Возвращаюсь уже к скотчевке (“скачковке”): картонный куб нужно сплошь умотать клейкой лентой, как мумию, – неизвестно, в какой пирамиде ему придется киснуть и какие осквернители праха пожелают в него заглянуть. По всем коридорам и холлам бабы, подобно скарабеям, катят глянцево-скотчевые, мерно шлепающие кубы, только Соня шествует как белая госпожа, сопровождаемая нубийским рабом с поклажей на горбу. Грохнув куб на весы, иду помогать другим, хотя настоящий мужчина должен вдумчиво покуривать, когда баба корячится у его ног. Одна из тех, кому я помогаю, снова учится благодарно улыбаться, другая ненавистно фыркает.

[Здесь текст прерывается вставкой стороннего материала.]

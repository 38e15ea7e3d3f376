use std::{collections::BTreeMap, fmt, sync::Arc};

use chrono::{DateTime, NaiveDate, NaiveDateTime, Utc};
use serde::{Deserialize, Deserializer, Serialize};
use serde_json::Value;

use crate::provider::openweather;

/// A latitude/longitude pair in decimal degrees.
#[derive(Debug, Clone, Copy, PartialEq, Serialize, Deserialize)]
pub struct Coordinates {
    pub lat: f64,
    pub lon: f64,
}

impl Coordinates {
    pub fn new(lat: f64, lon: f64) -> Self {
        Self { lat, lon }
    }

    /// True when both axes differ by at most `tolerance` (a box, not a radius).
    pub fn within(&self, other: &Coordinates, tolerance: f64) -> bool {
        (self.lat - other.lat).abs() <= tolerance && (self.lon - other.lon).abs() <= tolerance
    }
}

impl fmt::Display for Coordinates {
    fn fmt(&self, f: &mut fmt::Formatter<'_>) -> fmt::Result {
        write!(f, "({}, {})", self.lat, self.lon)
    }
}

/// What a caller asked for: a free-text city or a coordinate pair.
#[derive(Debug, Clone, PartialEq)]
pub enum Lookup {
    City(String),
    Coordinates(Coordinates),
}

impl Lookup {
    pub fn city(name: impl Into<String>) -> Self {
        Lookup::City(name.into())
    }

    pub fn coordinates(lat: f64, lon: f64) -> Self {
        Lookup::Coordinates(Coordinates::new(lat, lon))
    }
}

impl fmt::Display for Lookup {
    fn fmt(&self, f: &mut fmt::Formatter<'_>) -> fmt::Result {
        match self {
            Lookup::City(name) => write!(f, "city '{name}'"),
            Lookup::Coordinates(c) => write!(f, "coordinates {c}"),
        }
    }
}

/// Primary weather condition as reported upstream.
#[derive(Debug, Clone, PartialEq, Serialize, Deserialize)]
pub struct Condition {
    /// Upstream condition id, e.g. 500 for light rain.
    pub code: u32,
    /// Condition group, e.g. "Rain" or "Clouds".
    pub group: String,
    pub description: String,
}

impl Condition {
    /// Emoji used by the chat front end for this condition.
    pub fn icon(&self) -> &'static str {
        let group = self.group.to_lowercase();

        if group.contains("clear") {
            "☀️"
        } else if group.contains("clouds") {
            if (801..=802).contains(&self.code) {
                "⛅"
            } else {
                "☁️"
            }
        } else if group.contains("drizzle") {
            "🌦️"
        } else if group.contains("rain") {
            "🌧️"
        } else if group.contains("thunderstorm") {
            "⛈️"
        } else if group.contains("snow") {
            "❄️"
        } else if group.contains("mist") || group.contains("fog") {
            "🌫️"
        } else {
            "🌤️"
        }
    }
}

/// Normalized snapshot of current conditions for one location.
#[derive(Debug, Clone, PartialEq, Serialize, Deserialize)]
pub struct WeatherRecord {
    pub location_name: String,
    pub country: Option<String>,
    pub coordinates: Coordinates,
    pub temperature_c: f64,
    pub feels_like_c: f64,
    pub humidity_pct: u8,
    pub pressure_hpa: f64,
    pub wind_speed_mps: f64,
    pub wind_direction_deg: Option<f64>,
    pub visibility_m: Option<f64>,
    pub cloud_cover_pct: Option<u8>,
    pub sunrise: Option<DateTime<Utc>>,
    pub sunset: Option<DateTime<Utc>>,
    pub condition: Condition,
    pub observation_time: DateTime<Utc>,
}

/// Location metadata from a forecast envelope, shared by every point.
#[derive(Debug, Clone, PartialEq)]
pub struct CityInfo {
    pub name: String,
    pub country: Option<String>,
    pub coordinates: Coordinates,
    pub timezone_offset_secs: i32,
    pub sunrise: Option<DateTime<Utc>>,
    pub sunset: Option<DateTime<Utc>>,
}

/// One 3-hour slice of a 5-day forecast.
#[derive(Debug, Clone, PartialEq)]
pub struct ForecastPoint {
    pub time: DateTime<Utc>,
    pub temperature_c: f64,
    pub feels_like_c: f64,
    pub humidity_pct: u8,
    pub condition: Condition,
    pub city: Arc<CityInfo>,
}

/// Groups forecast points by UTC calendar day, days in chronological order.
pub fn forecast_days(points: &[ForecastPoint]) -> BTreeMap<NaiveDate, Vec<&ForecastPoint>> {
    let mut days: BTreeMap<NaiveDate, Vec<&ForecastPoint>> = BTreeMap::new();
    for point in points {
        days.entry(point.time.date_naive()).or_default().push(point);
    }
    days
}

pub fn points_on(points: &[ForecastPoint], date: NaiveDate) -> Vec<&ForecastPoint> {
    points.iter().filter(|p| p.time.date_naive() == date).collect()
}

/// A cached weather record together with the key(s) it was fetched by.
#[derive(Debug, Clone, PartialEq, Serialize, Deserialize)]
pub struct CacheEntry {
    pub city: Option<String>,
    pub lat: Option<f64>,
    pub lon: Option<f64>,
    #[serde(deserialize_with = "deserialize_timestamp")]
    pub fetched_at: DateTime<Utc>,
    #[serde(deserialize_with = "deserialize_weather_data")]
    pub weather_data: WeatherRecord,
}

impl CacheEntry {
    pub fn coordinates(&self) -> Option<Coordinates> {
        match (self.lat, self.lon) {
            (Some(lat), Some(lon)) => Some(Coordinates::new(lat, lon)),
            _ => None,
        }
    }

    pub fn matches_city(&self, city: &str) -> bool {
        self.city
            .as_deref()
            .is_some_and(|stored| stored.to_lowercase() == city.to_lowercase())
    }
}

/// Accepts RFC 3339 as well as naive ISO-8601 timestamps (read as UTC).
fn deserialize_timestamp<'de, D>(deserializer: D) -> Result<DateTime<Utc>, D::Error>
where
    D: Deserializer<'de>,
{
    let raw = String::deserialize(deserializer)?;

    if let Ok(dt) = DateTime::parse_from_rfc3339(&raw) {
        return Ok(dt.with_timezone(&Utc));
    }

    NaiveDateTime::parse_from_str(&raw, "%Y-%m-%dT%H:%M:%S%.f")
        .map(|naive| naive.and_utc())
        .map_err(serde::de::Error::custom)
}

/// Accepts a normalized record or the raw current-weather payload that older
/// cache files stored verbatim.
fn deserialize_weather_data<'de, D>(deserializer: D) -> Result<WeatherRecord, D::Error>
where
    D: Deserializer<'de>,
{
    let raw = Value::deserialize(deserializer)?;

    if raw.get("location_name").is_some() {
        return WeatherRecord::deserialize(raw).map_err(serde::de::Error::custom);
    }

    openweather::record_from_payload(raw).map_err(serde::de::Error::custom)
}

Свободный день, подъем в шесть. Мы вдвоем не только в купе за стеклянной стеночкой, но, кажется, и в целом поезде. Шесть сидячих мест, выдвигаясь, соединяются в два лежачих. Сразу же полубред, но – это что за полустанок? почему стоим? Хаос пожирает драгоценные миги, но возмутись – он схрупает и душу. Я опять поспал немножко – та же платформа, только народу побольше.

“Локомотиво”, – разъясняют дружелюбные итальянцы. “Бабах?” – я изображаю взрыв. “Бабах, бабах”, – радуются они. Но отдайте

Хаосу Хаосово – и дождетесь. Нас будит толстая немка с детьми – вечно им не хватает жизненного пространства. Обрывы, осыпи, языки снега, замки на отдаленных вершинах, кипарисы, осеняющие тесные кладбища, и, наконец, разворот огромного города внизу.